Late in her life, despite her little knowledge of geography, she became a world traveler. Her first visit outside Sri Lanka was to Malaysia in 1974, when she and my father came to Penang on my invitation. That trip enabled my parents to get acquainted with the well-known Buddhist temples in Bangkok, Penang and Kuala Lumpur. Unfortunately, my father passed away the very next year.
In 1980, she came to Australia to live with my family, and she became an Australian citizen. When my sister Kanthi and her family came to settle down in Australia in 1986, the same year that my family immigrated to the United States, I transferred the responsibility of caring for mother to Kanthi.
However, my mother and my older sister Rani visited me in Minnesota in 1989 and joined my family to explore the tourist attractions in Washington state during my internship with the (Longview, WA) Daily News.
She spent her happiest years overseas when she acquired her own residential unit in Upper Mount Gravatt for independent living. She also lived with my youngest sister Nayana in London several times. She enjoyed her visits to the Buddhist temple in Hemel Hempstead, Hertfordshire, during her London stopovers. She visited my brother in Germany but did not stay with him for any length of time.

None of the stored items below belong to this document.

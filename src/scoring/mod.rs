pub mod algorithm;
pub mod badges;
pub mod calculator;
pub mod ranking;
pub mod tiers;

pub use algorithm::{score, ScoreResult};
pub use calculator::{build_leaderboard, score_record};
pub use ranking::rank;
pub use tiers::{next_tier, MilestoneTier, Shortfall, TIERS};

She relished recounting her pilgrimage to India to worship at the many sacred sites associated with the Buddha.
I will never forget the thrashing she gave me when her detective instincts traced me smoking a beedi hiding under the writing table in the front room of the verandah of my ancestral home. It deterred me from smoking ever after.
She was known for her hospitality and generosity in the Buddhist tradition. I have it on good authority that when we were living on Terrence Avenue, Mount Lavinia, in the ‘70s, she took packets of meals to the Dehiwela Junction on a regular basis to feed the needy and the hungry.
My mother was not perfect. Despite her professed adherence to Buddhist principles, she was overbearing, egotistic, caste-conscious and tight-fisted while at the same time she engaged in actions that showed the opposite traits. She was a composite of the ongoing interaction of a multitude of yin and yang elements.
I was privileged to be my mother’s older son.
Thank you and farewell, sweet mother. Your enchanting lullaby will haunt me for years to come.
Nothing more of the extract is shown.